J Pediatr Health Care. 2024 Nov-Dec;38(6):866-872. doi: 10.1016/j.pedhc.2024.08.009. Epub 2024 Sep 21.
This narrative review aims to frame the historical context of American Indian/Alaska Native (AI/AN) pediatric intensive care and offers suggestions for mitigating the impact of unique social drivers.
Recent literature was surveyed to determine pertinent studies describing intensive care outcomes in AI/AN children and was summarized in a narrative review.

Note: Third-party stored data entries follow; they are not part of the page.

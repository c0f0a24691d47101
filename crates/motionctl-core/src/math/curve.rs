//! Piecewise-linear response curves
//!
//! Used for the ground vehicle's steer-by-speed limit: speed in, fraction of
//! the steering range out. Inputs outside the key range clamp to the first or
//! last value.

use serde::{Deserialize, Serialize};

use super::angle::inverse_lerp;
use crate::error::{ControlError, Result};

/// Curve keyframe
#[derive(Debug, Clone, Copy, PartialEq, Serialize, Deserialize)]
pub struct CurveKey {
    pub input: f64,
    pub value: f64,
}

/// Piecewise-linear curve through sorted keyframes
#[derive(Debug, Clone, PartialEq, Serialize, Deserialize)]
pub struct ResponseCurve {
    keys: Vec<CurveKey>,
}

impl ResponseCurve {
    /// Build from keyframes (sorted by input on construction)
    ///
    /// An empty key list is rejected.
    pub fn new(mut keys: Vec<CurveKey>) -> Result<Self> {
        if keys.is_empty() {
            return Err(ControlError::InvalidConfig(
                "response curve needs at least one key".to_string(),
            ));
        }
        keys.sort_by(|a, b| a.input.total_cmp(&b.input));
        Ok(Self { keys })
    }

    /// Two-key straight line
    pub fn linear(input_start: f64, value_start: f64, input_end: f64, value_end: f64) -> Self {
        let mut keys = vec![
            CurveKey { input: input_start, value: value_start },
            CurveKey { input: input_end, value: value_end },
        ];
        keys.sort_by(|a, b| a.input.total_cmp(&b.input));
        Self { keys }
    }

    /// Flat curve
    pub fn constant(value: f64) -> Self {
        Self {
            keys: vec![CurveKey { input: 0.0, value }],
        }
    }

    pub fn keys(&self) -> &[CurveKey] {
        &self.keys
    }

    /// Evaluate at `input`
    pub fn evaluate(&self, input: f64) -> f64 {
        // Deserialized curves bypass `new`, so an empty list is still possible
        let (first, last) = match (self.keys.first(), self.keys.last()) {
            (Some(f), Some(l)) => (f, l),
            _ => return 0.0,
        };
        if input <= first.input {
            return first.value;
        }
        if input >= last.input {
            return last.value;
        }
        for pair in self.keys.windows(2) {
            let (a, b) = (pair[0], pair[1]);
            if input <= b.input {
                let t = inverse_lerp(a.input, b.input, input);
                return a.value + (b.value - a.value) * t;
            }
        }
        last.value
    }
}

impl Default for ResponseCurve {
    /// Full steering at rest, 30% at 50 m/s
    fn default() -> Self {
        Self::linear(0.0, 1.0, 50.0, 0.3)
    }
}
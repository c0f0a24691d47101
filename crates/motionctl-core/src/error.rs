//! Error types
//!
//! A tick either runs to completion or is rejected before any controller
//! state is touched.

use thiserror::Error;

/// Motion control errors
#[derive(Debug, Clone, PartialEq, Error)]
pub enum ControlError {
    #[error("Invalid time step {0}: must be finite and strictly positive")]
    InvalidTimeStep(f64),
    #[error("Missing collaborator: {0}")]
    MissingCollaborator(&'static str),
    #[error("Invalid configuration: {0}")]
    InvalidConfig(String),
}

/// Result alias used throughout the crate
pub type Result<T> = std::result::Result<T, ControlError>;

/// Reject zero, negative and non-finite time steps
pub fn validate_dt(dt: f64) -> Result<f64> {
    if dt.is_finite() && dt > 0.0 {
        Ok(dt)
    } else {
        Err(ControlError::InvalidTimeStep(dt))
    }
}

#[cfg(test)]
mod tests {
    use super::*;

    #[test]
    fn test_validate_dt() {
        assert_eq!(validate_dt(0.02), Ok(0.02));
        assert_eq!(validate_dt(0.0), Err(ControlError::InvalidTimeStep(0.0)));
        assert!(validate_dt(-0.01).is_err());
        assert!(validate_dt(f64::NAN).is_err());
        assert!(validate_dt(f64::INFINITY).is_err());
    }

    #[test]
    fn test_error_display() {
        let err = ControlError::MissingCollaborator("telemetry source");
        assert_eq!(err.to_string(), "Missing collaborator: telemetry source");
    }
}
//! Lifecycle event listeners.

use std::collections::HashMap;
use std::panic::{catch_unwind, AssertUnwindSafe};
use std::sync::atomic::{AtomicU64, Ordering};
use std::sync::{Arc, Mutex, PoisonError};

use serde::Serialize;

/// Kinds of lifecycle notifications a listener can subscribe to.
#[derive(Debug, Clone, Copy, PartialEq, Eq, Hash, Serialize)]
#[serde(rename_all = "lowercase")]
pub enum EventKind {
    Connected,
    Disconnected,
    Reconnecting,
    Error,
}

/// A lifecycle notification.
#[derive(Debug, Clone, PartialEq, Eq, Serialize)]
#[serde(tag = "event", rename_all = "lowercase")]
pub enum ClientEvent {
    /// Transport established (initially or after a reconnect).
    Connected,
    /// Client settled in `Disconnected`.
    Disconnected,
    /// A reconnect attempt is scheduled. `attempt` starts at 1.
    Reconnecting { attempt: u32 },
    /// A connection attempt failed or reconnection gave up.
    Error { message: String },
}

impl ClientEvent {
    pub fn kind(&self) -> EventKind {
        match self {
            ClientEvent::Connected => EventKind::Connected,
            ClientEvent::Disconnected => EventKind::Disconnected,
            ClientEvent::Reconnecting { .. } => EventKind::Reconnecting,
            ClientEvent::Error { .. } => EventKind::Error,
        }
    }
}

/// Handle returned by `on`, used to unsubscribe.
#[derive(Debug, Clone, Copy, PartialEq, Eq, Hash)]
pub struct ListenerId(u64);

type Listener = Arc<dyn Fn(&ClientEvent) + Send + Sync>;

/// Event name → listeners.
#[derive(Default)]
pub struct EventRegistry {
    listeners: Mutex<HashMap<EventKind, Vec<(ListenerId, Listener)>>>,
    next_id: AtomicU64,
}

impl EventRegistry {
    pub fn on<F>(&self, kind: EventKind, listener: F) -> ListenerId
    where
        F: Fn(&ClientEvent) + Send + Sync + 'static,
    {
        let id = ListenerId(self.next_id.fetch_add(1, Ordering::Relaxed));
        self.listeners
            .lock()
            .unwrap_or_else(PoisonError::into_inner)
            .entry(kind)
            .or_default()
            .push((id, Arc::new(listener)));
        id
    }

    /// Remove a listener. Returns `false` if it was already gone.
    pub fn off(&self, id: ListenerId) -> bool {
        let mut listeners = self.listeners.lock().unwrap_or_else(PoisonError::into_inner);
        for entries in listeners.values_mut() {
            if let Some(pos) = entries.iter().position(|(entry_id, _)| *entry_id == id) {
                entries.remove(pos);
                return true;
            }
        }
        false
    }

    /// Invoke every listener for the event's kind.
    ///
    /// Listeners run outside the registry lock, so they may subscribe or
    /// unsubscribe. A panicking listener is logged and skipped.
    pub fn emit(&self, event: &ClientEvent) {
        let targets: Vec<Listener> = self
            .listeners
            .lock()
            .unwrap_or_else(PoisonError::into_inner)
            .get(&event.kind())
            .map(|entries| entries.iter().map(|(_, l)| Arc::clone(l)).collect())
            .unwrap_or_default();

        for listener in targets {
            if catch_unwind(AssertUnwindSafe(|| listener(event))).is_err() {
                tracing::error!(event = ?event.kind(), "Event listener panicked");
            }
        }
    }
}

American Indian/Alaska Native people experience disproportionate health inequites due to unique social drivers of health, including settler colonialism, historical trauma, and systemic racism. These factors contribute to inequities in the pediatric intensive care experience, including rates of admission for injury and infectious diseases and mortality due to injuries and following cardiac surgery.

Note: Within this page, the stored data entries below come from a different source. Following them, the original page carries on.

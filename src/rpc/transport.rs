//! Message-oriented transports carrying JSON-RPC text frames.
//!
//! A transport is a pair of a frame sink and a frame stream. The client never
//! looks below that seam, so WebSocket, Unix socket, and in-memory test
//! transports are interchangeable behind [`Connector`].

use std::fmt;
use std::path::PathBuf;
use std::pin::Pin;

use futures::future::{self, BoxFuture};
use futures::{Sink, SinkExt, Stream, StreamExt};
use tokio_tungstenite::tungstenite::Message;
use url::Url;

use crate::rpc::error::{ClientError, TransportError};

/// Outgoing half of a transport.
pub type FrameSink = Pin<Box<dyn Sink<String, Error = TransportError> + Send>>;

/// Incoming half of a transport. The stream ending means the peer closed.
pub type FrameStream = Pin<Box<dyn Stream<Item = Result<String, TransportError>> + Send>>;

/// An established transport.
pub struct FramedTransport {
    pub sink: FrameSink,
    pub stream: FrameStream,
}

impl FramedTransport {
    pub fn new<S, T>(sink: S, stream: T) -> Self
    where
        S: Sink<String, Error = TransportError> + Send + 'static,
        T: Stream<Item = Result<String, TransportError>> + Send + 'static,
    {
        Self {
            sink: Box::pin(sink),
            stream: Box::pin(stream),
        }
    }
}

/// Where the client connects to.
#[derive(Debug, Clone, PartialEq, Eq)]
pub enum Endpoint {
    /// `ws://` or `wss://` URL.
    WebSocket(Url),
    /// Path of a Unix domain socket speaking Content-Length framing.
    Unix(PathBuf),
}

impl Endpoint {
    /// Parse an endpoint string.
    ///
    /// `http://` and `https://` are rewritten to `ws://` and `wss://`, since
    /// dashboards usually store the HTTP address of the API.
    pub fn parse(raw: &str) -> Result<Self, ClientError> {
        let raw = raw.trim();
        if raw.is_empty() {
            return Err(ClientError::Config {
                reason: "endpoint is empty".into(),
            });
        }

        let mut url = Url::parse(raw).map_err(|e| ClientError::Config {
            reason: format!("invalid endpoint '{}': {}", raw, e),
        })?;

        match url.scheme() {
            "ws" | "wss" => Ok(Endpoint::WebSocket(url)),
            "http" | "https" => {
                let scheme = if url.scheme() == "https" { "wss" } else { "ws" };
                url.set_scheme(scheme).map_err(|_| ClientError::Config {
                    reason: format!("cannot use '{}' as a WebSocket endpoint", raw),
                })?;
                Ok(Endpoint::WebSocket(url))
            }
            "unix" => {
                let path = url.path();
                if path.is_empty() || path == "/" {
                    return Err(ClientError::Config {
                        reason: format!("unix endpoint '{}' has no socket path", raw),
                    });
                }
                Ok(Endpoint::Unix(PathBuf::from(path)))
            }
            other => Err(ClientError::Config {
                reason: format!("unsupported endpoint scheme '{}'", other),
            }),
        }
    }
}

impl fmt::Display for Endpoint {
    fn fmt(&self, f: &mut fmt::Formatter<'_>) -> fmt::Result {
        match self {
            Endpoint::WebSocket(url) => write!(f, "{}", url),
            Endpoint::Unix(path) => write!(f, "unix://{}", path.display()),
        }
    }
}

/// Opens transports to an endpoint.
///
/// Implementations must be cheap to call repeatedly; the client calls
/// `connect` once per connection and once per reconnect attempt.
pub trait Connector: Send + Sync + 'static {
    fn connect(&self, endpoint: &Endpoint)
        -> BoxFuture<'static, Result<FramedTransport, TransportError>>;
}

/// Connector for the built-in WebSocket and Unix socket transports.
#[derive(Debug, Default, Clone, Copy)]
pub struct DefaultConnector;

impl Connector for DefaultConnector {
    fn connect(
        &self,
        endpoint: &Endpoint,
    ) -> BoxFuture<'static, Result<FramedTransport, TransportError>> {
        match endpoint.clone() {
            Endpoint::WebSocket(url) => Box::pin(connect_websocket(url)),
            Endpoint::Unix(path) => Box::pin(connect_unix(path)),
        }
    }
}

/// Open a WebSocket and expose it as text frames.
///
/// Binary frames are accepted when they hold UTF-8; ping/pong and close
/// frames are handled by tungstenite and skipped here.
pub async fn connect_websocket(url: Url) -> Result<FramedTransport, TransportError> {
    let (ws_stream, _response) = tokio_tungstenite::connect_async(url.as_str())
        .await
        .map_err(|e| TransportError::Connect(e.to_string()))?;

    let (sink, stream) = ws_stream.split();

    let sink = sink
        .sink_map_err(|e| TransportError::Closed(e.to_string()))
        .with(|text: String| future::ready(Ok::<_, TransportError>(Message::Text(text))));

    let stream = stream.filter_map(|message| {
        future::ready(match message {
            Ok(Message::Text(text)) => Some(Ok(text)),
            Ok(Message::Binary(bytes)) => Some(String::from_utf8(bytes).map_err(|_| {
                TransportError::Malformed("binary frame is not valid UTF-8".into())
            })),
            Ok(_) => None,
            Err(e) => Some(Err(TransportError::Closed(e.to_string()))),
        })
    });

    Ok(FramedTransport::new(sink, stream))
}

/// Connect to a Unix domain socket using Content-Length framing.
#[cfg(unix)]
pub async fn connect_unix(path: PathBuf) -> Result<FramedTransport, TransportError> {
    use tokio::io::BufReader;
    use tokio::net::UnixStream;

    use crate::rpc::framing::{read_message, write_message};

    let stream = UnixStream::connect(&path).await.map_err(|e| {
        TransportError::Connect(format!("{}: {}", path.display(), e))
    })?;
    let (read_half, write_half) = stream.into_split();

    let frames = futures::stream::unfold(
        Some(BufReader::new(read_half)),
        |reader| async move {
            let mut reader = reader?;
            match read_message(&mut reader).await {
                Ok(Some(body)) => Some((Ok(body), Some(reader))),
                Ok(None) => None,
                Err(e) if e.is_recoverable() => Some((Err(e), Some(reader))),
                // Fatal error: yield it, then end the stream
                Err(e) => Some((Err(e), None)),
            }
        },
    );

    let sink = futures::sink::unfold(write_half, |mut writer, body: String| async move {
        write_message(&mut writer, &body).await?;
        Ok::<_, TransportError>(writer)
    });

    Ok(FramedTransport::new(sink, frames))
}

#[cfg(not(unix))]
pub async fn connect_unix(path: PathBuf) -> Result<FramedTransport, TransportError> {
    Err(TransportError::Connect(format!(
        "unix sockets are not supported on this platform: {}",
        path.display()
    )))
}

These inequities are understudied and require dedicated evaluation. Institutions and providers are responsible for educating, modeling, and providing culturally competent care and aiming to achieve workforce equity to improve outcomes for AI/AN children receiving intensive care.
本叙事性综述旨在构建美国印第安人/阿拉斯加原住民(AI/AN)儿科重症监护的历史背景,并提出缓解独特社会驱动因素影响的建议。
调查了近期的文献,以确定描述 AI/AN 儿童重症监护结局的相关研究,并以叙述性综述的形式进行总结。
由于健康的独特社会驱动因素,包括殖民主义、历史创伤和系统性种族主义,美国印第安人/阿拉斯加原住民面临着不成比例的健康不平等。这些因素导致儿科重症监护体验的不平等,包括因伤害和传染病入院率以及因伤害和心脏手术后死亡率的差异。
这些不平等现象研究不足,需要专门评估。医疗机构和提供者有责任进行教育、树立榜样、提供文化上合适的护理,并努力实现劳动力公平,以改善接受重症监护的 AI/AN 儿童的结局。